The new prototype of the Know Your Customer (KYC) and Anti Money Laundering (AML) tool, also known as the KYC service, will be presented to the public on February 8 at the Tallinn Supply Chain Finance Summit, a trade finance conference focusing on the triumph of supply chain finance (SCF) and helping explain how trade partners, banks and fintech companies can benefit from SCF.
It is not only banks that have to deal with preventing money laundering: notaries, auditors, accountants, real estate agencies, and many other companies are also obliged to collect customer data.
“It is estimated that there are 10,000 companies in Estonia qualifying as obligated entities by law and are therefore compelled to conduct AML procedures,” says Sandra Särav, the Undersecretary for Business and Consumer Environment at Estonia’s Ministry of Economy and Communications.
How can the state help thousands of companies relieve their compliance burden?
“In calculations made a few years ago, we found that Estonian entrepreneurs spend nearly €40 million p.a. on Know Your Customer (KYC) protocols. A large part of this cost goes on human labour, i.e. dealing with data collection, entry and then analysis,” said Särav.
So, this process is currently time-consuming and labour-intensive for entrepreneurs, and the reason why many companies do not comply with the requirements.
According to Särav, companies and the state have an understanding that the KYC service could be of help, i.e. assisting obligated persons to carry out KYC procedures more quickly, efficiently and effectively, thereby raising Estonia’s reputation in the field of preventing money laundering.
“Unfortunately, until now, some entrepreneurs have felt that the state has offered insufficient help in fulfilling AML obligations,” said Särav.
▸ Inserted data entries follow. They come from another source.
/// Running totals for one source.
#[derive(Debug, Clone, PartialEq)]
pub struct SourceTally {
    pub packet_count: u64,
    pub byte_total: u64,
    pub destinations: HashSet<IpAddr>,
    /// Timestamp of the first record from this source.
    pub first_seen: f64,
    /// Shard that record was read from.
    pub first_shard: usize,
    /// Position of that record within its sorted shard.
    pub first_index: usize,
}

impl SourceTally {
    fn new(record: &PacketRecord, shard: usize, index: usize) -> Self {
        Self {
            packet_count: 0,
            byte_total: 0,
            destinations: HashSet::new(),
            first_seen: record.timestamp,
            first_shard: shard,
            first_index: index,
        }
    }

    fn add(&mut self, record: &PacketRecord) {
        self.packet_count += 1;
        self.byte_total += u64::from(record.length);
        self.destinations.insert(record.dst);
    }

    pub fn unique_dst_count(&self) -> usize {
        self.destinations.len()
    }

    pub fn mean_length(&self) -> f64 {
        if self.packet_count == 0 {
            return 0.0;
        }
        self.byte_total as f64 / self.packet_count as f64
    }

    /// Combines the totals of another shard's tally for the same source.
    pub fn merge(&mut self, other: &SourceTally) {
        self.packet_count += other.packet_count;
        self.byte_total += other.byte_total;
        self.destinations.extend(other.destinations.iter().copied());
        if other.arrives_before(self) {
            self.first_seen = other.first_seen;
            self.first_shard = other.first_shard;
            self.first_index = other.first_index;
        }
    }

    fn arrives_before(&self, other: &SourceTally) -> bool {
        self.arrival_cmp(other).is_lt()
    }

    fn arrival_cmp(&self, other: &SourceTally) -> Ordering {
        self.first_seen
            .total_cmp(&other.first_seen)
            .then(self.first_shard.cmp(&other.first_shard))
            .then(self.first_index.cmp(&other.first_index))
    }
}

/// A source with one ranked value.
#[derive(Debug, Clone, PartialEq, Serialize)]
pub struct RankedSource {
    pub src: IpAddr,
    pub value: u64,
}

/// Mean packet size and send rate of a source.
#[derive(Debug, Clone, PartialEq, Serialize)]
pub struct SizeFrequency {
    pub src: IpAddr,
    pub mean_length: f64,
    /// Packets per second over the whole capture; `None` when the capture
    /// spans no time.
    pub pps: Option<f64>,
}

/// Per-source tallies of a batch.
#[derive(Debug, Clone, Default)]
pub struct SourceAggregate {
    order: Vec<IpAddr>,
    tallies: HashMap<IpAddr, SourceTally>,
    total_packets: u64,
}

impl SourceAggregate {
    /// Groups a sorted batch by source.
    pub fn from_records(records: &[PacketRecord]) -> Self {
        Self::from_shard(records, 0)
    }

    /// Groups the sorted records of shard number `shard` by source.
    pub fn from_shard(records: &[PacketRecord], shard: usize) -> Self {
        let mut aggregate = Self::default();

        for (index, record) in records.iter().enumerate() {
            let tally = aggregate.tallies.entry(record.src).or_insert_with(|| {
                aggregate.order.push(record.src);
                SourceTally::new(record, shard, index)
            });
            tally.add(record);
        }
        aggregate.total_packets = records.len() as u64;

        debug!(
            "Aggregated {} records into {} sources",
            aggregate.total_packets,
            aggregate.order.len()
        );
        aggregate
    }

    /// Folds another shard's aggregate into this one.
    pub fn merge(&mut self, other: &SourceAggregate) {
        for (src, tally) in &other.tallies {
            match self.tallies.get_mut(src) {
                Some(existing) => existing.merge(tally),
                None => {
                    self.tallies.insert(*src, tally.clone());
                    self.order.push(*src);
                }
            }
        }
        self.total_packets += other.total_packets;

        let tallies = &self.tallies;
        self.order
            .sort_by(|a, b| tallies[a].arrival_cmp(&tallies[b]));
    }

    pub fn len(&self) -> usize {
        self.order.len()
    }

    pub fn is_empty(&self) -> bool {
        self.order.is_empty()
    }

    pub fn total_packets(&self) -> u64 {
        self.total_packets
    }

    pub fn get(&self, src: &IpAddr) -> Option<&SourceTally> {
        self.tallies.get(src)
    }

    /// Sources with their tallies in first-seen order.
    pub fn iter(&self) -> impl Iterator<Item = (IpAddr, &SourceTally)> + '_ {
        self.order.iter().map(move |src| (*src, &self.tallies[src]))
    }

    /// Packet counts in first-seen order, the input of the entropy estimate.
    pub fn packet_counts(&self) -> Vec<u64> {
        self.iter().map(|(_, t)| t.packet_count).collect()
    }

    /// Sources contacting strictly more than `threshold` distinct destinations,
    /// most destinations first.
    pub fn horizontal_scan(&self, threshold: usize) -> Vec<RankedSource> {
        let candidates = self
            .iter()
            .filter(|(_, t)| t.unique_dst_count() > threshold)
            .map(|(src, t)| RankedSource {
                src,
                value: t.unique_dst_count() as u64,
            })
            .collect();
        rank_descending(candidates)
    }

    /// The `n` sources with the most packets.
    pub fn top_n(&self, n: usize) -> Vec<RankedSource> {
        let mut ranked = rank_descending(
            self.iter()
                .map(|(src, t)| RankedSource {
                    src,
                    value: t.packet_count,
                })
                .collect(),
        );
        ranked.truncate(n);
        ranked
    }

    /// Every source by transmitted bytes, largest first.
    pub fn bytes_ranking(&self) -> Vec<RankedSource> {
        rank_descending(
            self.iter()
                .map(|(src, t)| RankedSource {
                    src,
                    value: t.byte_total,
                })
                .collect(),
        )
    }

    /// Mean size and rate per source for a capture lasting `duration_secs`.
    pub fn size_frequency(&self, duration_secs: Option<f64>) -> Vec<SizeFrequency> {
        let duration = duration_secs.filter(|d| *d > 0.0);

        self.iter()
            .map(|(src, t)| SizeFrequency {
                src,
                mean_length: t.mean_length(),
                pps: duration.map(|d| t.packet_count as f64 / d),
            })
            .collect()
    }
}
“Last year, in cooperation with the Estonian Chamber of Commerce and Industry, we conducted a survey amongst chamber members. A clearly visible problem was that of entrepreneurs’ incomplete knowledge of where and how to collect data, or what data to collect, for KYC procedures. An exemplary e-state has room for development.” stated Särav.
Local start-up pivots to state service
To improve the situation, the state decided to support developing the KYC service as a startup in the Accelerate Estonia programme.
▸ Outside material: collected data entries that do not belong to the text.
//! Burst and long-gap heuristics.
//!
//! Unlike [`crate::ipg`], each source is judged on its own timestamps only:
//! the gaps between consecutive packets of that source, regardless of what
//! other traffic sits in between.
//!
//! # Flagging
//! - burst: gap < `burst_threshold_secs` (default 0.01 s)
//! - long gap: gap > `gap_threshold_secs` (default 5 s)
//!
//! A source is suspicious when it has more than `burst_report_threshold`
//! bursts or more than `gap_report_threshold` long gaps. Only suspicious
//! sources are reported.

use std::collections::HashMap;
use std::net::IpAddr;

use serde::{Deserialize, Serialize};
use tracing::{debug, trace};

use crate::record::PacketRecord;

/// Thresholds for the burst/gap detector.
#[derive(Debug, Clone, PartialEq, Deserialize, Serialize)]
#[serde(default)]
pub struct HeuristicsConfig {
    /// Gaps strictly below this many seconds count as bursts
    pub burst_threshold_secs: f64,
    /// Gaps strictly above this many seconds count as long gaps
    pub gap_threshold_secs: f64,
    /// Flag a source with more bursts than this
    pub burst_report_threshold: usize,
    /// Flag a source with more long gaps than this
    pub gap_report_threshold: usize,
}

impl Default for HeuristicsConfig {
    fn default() -> Self {
        Self {
            burst_threshold_secs: 0.01,
            gap_threshold_secs: 5.0,
            burst_report_threshold: 10,
            gap_report_threshold: 3,
        }
    }
}

/// Burst and long-gap counts of one source.
#[derive(Debug, Clone, Copy, Default, PartialEq, Eq, Serialize)]
pub struct GapCounts {
    pub burst_count: usize,
    pub long_gap_count: usize,
}

/// A source that crossed at least one report threshold.
#[derive(Debug, Clone, PartialEq, Serialize)]
pub struct SuspiciousSource {
    pub src: IpAddr,
    pub burst_count: usize,
    pub long_gap_count: usize,
}

/// Trait for per-source timing heuristics.
pub trait Detector: Send + Sync {
    /// Counts anomalous gaps in one source's sorted timestamps.
    fn count(&self, timestamps: &[f64]) -> GapCounts;

    /// Whether the counts warrant reporting the source.
    fn is_suspicious(&self, counts: &GapCounts) -> bool;
}

/// Threshold-based burst/long-gap detector.
#[derive(Debug, Clone, Default)]
pub struct BurstGapDetector {
    config: HeuristicsConfig,
}

impl BurstGapDetector {
    pub fn new(config: HeuristicsConfig) -> Self {
        Self { config }
    }
}

impl Detector for BurstGapDetector {
    fn count(&self, timestamps: &[f64]) -> GapCounts {
        timestamps
            .windows(2)
            .map(|w| w[1] - w[0])
            .fold(GapCounts::default(), |mut counts, gap| {
                if gap < self.config.burst_threshold_secs {
                    counts.burst_count += 1;
                }
                if gap > self.config.gap_threshold_secs {
                    counts.long_gap_count += 1;
                }
                counts
            })
    }

    fn is_suspicious(&self, counts: &GapCounts) -> bool {
        counts.burst_count > self.config.burst_report_threshold
            || counts.long_gap_count > self.config.gap_report_threshold
    }
}

/// Each source's own timestamps, sorted, in first-seen order.
pub fn source_timestamps(records: &[PacketRecord]) -> Vec<(IpAddr, Vec<f64>)> {
    let mut order = Vec::new();
    let mut times: HashMap<IpAddr, Vec<f64>> = HashMap::new();

    for record in records {
        times
            .entry(record.src)
            .or_insert_with(|| {
                order.push(record.src);
                Vec::new()
            })
            .push(record.timestamp);
    }

    order
        .into_iter()
        .map(|src| {
            let mut ts = times.remove(&src).unwrap_or_default();
            ts.sort_by(f64::total_cmp);
            (src, ts)
        })
        .collect()
}

/// Gap counts for every source, in first-seen order.
pub fn gap_counts(records: &[PacketRecord], detector: &dyn Detector) -> Vec<(IpAddr, GapCounts)> {
    source_timestamps(records)
        .into_iter()
        .map(|(src, ts)| (src, detector.count(&ts)))
        .collect()
}

/// Sources whose counts `detector` flags; unflagged sources are omitted.
pub fn suspicious_sources(counts: &[(IpAddr, GapCounts)], detector: &dyn Detector) -> Vec<SuspiciousSource> {
    let flagged: Vec<SuspiciousSource> = counts
        .iter()
        .filter(|(_, counts)| detector.is_suspicious(counts))
        .map(|&(src, counts)| {
            trace!(
                "Flagged {}: {} bursts, {} long gaps",
                src,
                counts.burst_count,
                counts.long_gap_count
            );
            SuspiciousSource {
                src,
                burst_count: counts.burst_count,
                long_gap_count: counts.long_gap_count,
            }
        })
        .collect();

    debug!("Burst/gap heuristics flagged {} sources", flagged.len());
    flagged
}

#[cfg(test)]
mod tests {
    use super::*;
    use crate::record::tests::{ip, rec};

    fn flag(records: &[PacketRecord], detector: &dyn Detector) -> Vec<SuspiciousSource> {
        suspicious_sources(&gap_counts(records, detector), detector)
    }

    fn burst_train(src: &str, n: usize, start: f64) -> Vec<PacketRecord> {
        (0..n)
            .map(|i| rec(start + i as f64 * 0.001, 60, src, "10.0.0.9"))
            .collect()
    }

    #[test]
    fn test_twelve_burst_packets_are_flagged() {
        let detector = BurstGapDetector::default();
        let records = burst_train("10.0.0.1", 12, 100.0);

        let flagged = flag(&records, &detector);
        assert_eq!(flagged.len(), 1);
        assert_eq!(flagged[0].src, ip("10.0.0.1"));
        assert_eq!(flagged[0].burst_count, 11);
        assert_eq!(flagged[0].long_gap_count, 0);
    }

    #[test]
    fn test_eleven_burst_packets_are_not_flagged() {
        let detector = BurstGapDetector::default();
        let records = burst_train("10.0.0.1", 11, 100.0);

        let counts = gap_counts(&records, &detector);
        assert_eq!(counts[0].1.burst_count, 10);
        assert!(
            flag(&records, &detector).is_empty(),
            "exactly 10 bursts must not be flagged"
        );
    }

    #[test]
    fn test_long_gaps_threshold() {
        let detector = BurstGapDetector::default();

        // Four gaps of 6s -> flagged; three -> not.
        let four: Vec<PacketRecord> = (0..5).map(|i| rec(i as f64 * 6.0, 60, "10.0.0.1", "10.0.0.9")).collect();
        let three: Vec<PacketRecord> = (0..4).map(|i| rec(i as f64 * 6.0, 60, "10.0.0.2", "10.0.0.9")).collect();

        let flagged = flag(&four, &detector);
        assert_eq!(flagged.len(), 1);
        assert_eq!(flagged[0].long_gap_count, 4);
        assert!(flag(&three, &detector).is_empty());
    }

    #[test]
    fn test_gap_of_exactly_five_seconds_is_not_long() {
        let detector = BurstGapDetector::default();
        let counts = detector.count(&[0.0, 5.0, 10.0]);
        assert_eq!(counts.long_gap_count, 0);
    }

    #[test]
    fn test_gaps_ignore_interleaving() {
        let detector = BurstGapDetector::default();
        let mut records = burst_train("10.0.0.1", 12, 100.0);
        // Another source's packets between every pair of .1 packets.
        records.extend((0..12).map(|i| rec(100.0005 + i as f64 * 0.001, 60, "10.0.0.2", "10.0.0.9")));
        let store = crate::record::RecordStore::new(records);

        let flagged = flag(store.records(), &detector);
        let sources: Vec<IpAddr> = flagged.iter().map(|s| s.src).collect();
        assert_eq!(sources, vec![ip("10.0.0.1"), ip("10.0.0.2")]);
        assert!(flagged.iter().all(|s| s.burst_count == 11));
    }

    #[test]
    fn test_custom_thresholds() {
        let detector = BurstGapDetector::new(HeuristicsConfig {
            burst_threshold_secs: 0.5,
            gap_threshold_secs: 100.0,
            burst_report_threshold: 1,
            gap_report_threshold: 0,
        });

        let counts = detector.count(&[0.0, 0.1, 0.2, 1.0]);
        assert_eq!(counts, GapCounts { burst_count: 2, long_gap_count: 0 });
        assert!(detector.is_suspicious(&counts));
    }

    #[test]
    fn test_single_packet_and_empty() {
        let detector = BurstGapDetector::default();
        assert_eq!(detector.count(&[1.0]), GapCounts::default());
        assert!(flag(&[], &detector).is_empty());
    }
}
While it started out as a start-up, the project’s leader, Rainer Osanik, decided to pivot in favour of the public sector, which is a more fitting environment for a tool that works with information in state databases and which needs to make it available in a highly reliable manner. This is probably one of the few cases in the history of start-up business where a startup becomes a service offered by the state.
Until now, the big problem has been that KYC involves collecting a lot of data about the customer, which is hugely time-consuming; the data needs to be checked against domestic and international databases, while the obligated parties are not allowed to share already collected data with each other. The main goal of the finished service is to automate and structure all this necessary information.
Much of the relevant data is already available
“A large part of the relevant data exists in national registers and databases, but they are not easily accessible and machine-readable,” says Särav.
The story with non-residents is more complicated, because it is often not possible to get their data in any other form than only on paper. If national databases communicated better, it would be possible to carry out quicker checks.
Currently, performing a KYC check for non-residents can take at least two weeks, which is clearly too long in the 21st century information society.
Prototype’s first public demo scheduled for February 8
One of the KYC service’s goals, therefore, is to demonstrate clear improvement in these areas and the first public demonstration of how this will be achieved will take place at the Tallinn SCF Summit on February 8.
It is important to make as much information as possible machine-readable, as this would also help the anticipated KYC service to retrieve information more quickly in the future and make the entire KYC process more affordable for companies.
In this way, the administrative burden of companies and problems with money laundering would be reduced.
The approach to the development of the KYC service is a clear example of a pioneering e-state: the purpose of the service is to solve a demonstrated problem and it’s developed in an agile manner. More specifically, the service is presented to the financial community in the prototype stage, providing feedback early on.
“If for the last 20 years Estonia has focused on the development of the e-state for citizens, then for the next 20 years the focus will be on e-services intended for companies,” emphasised SupplierPlus COO, Uve Poom.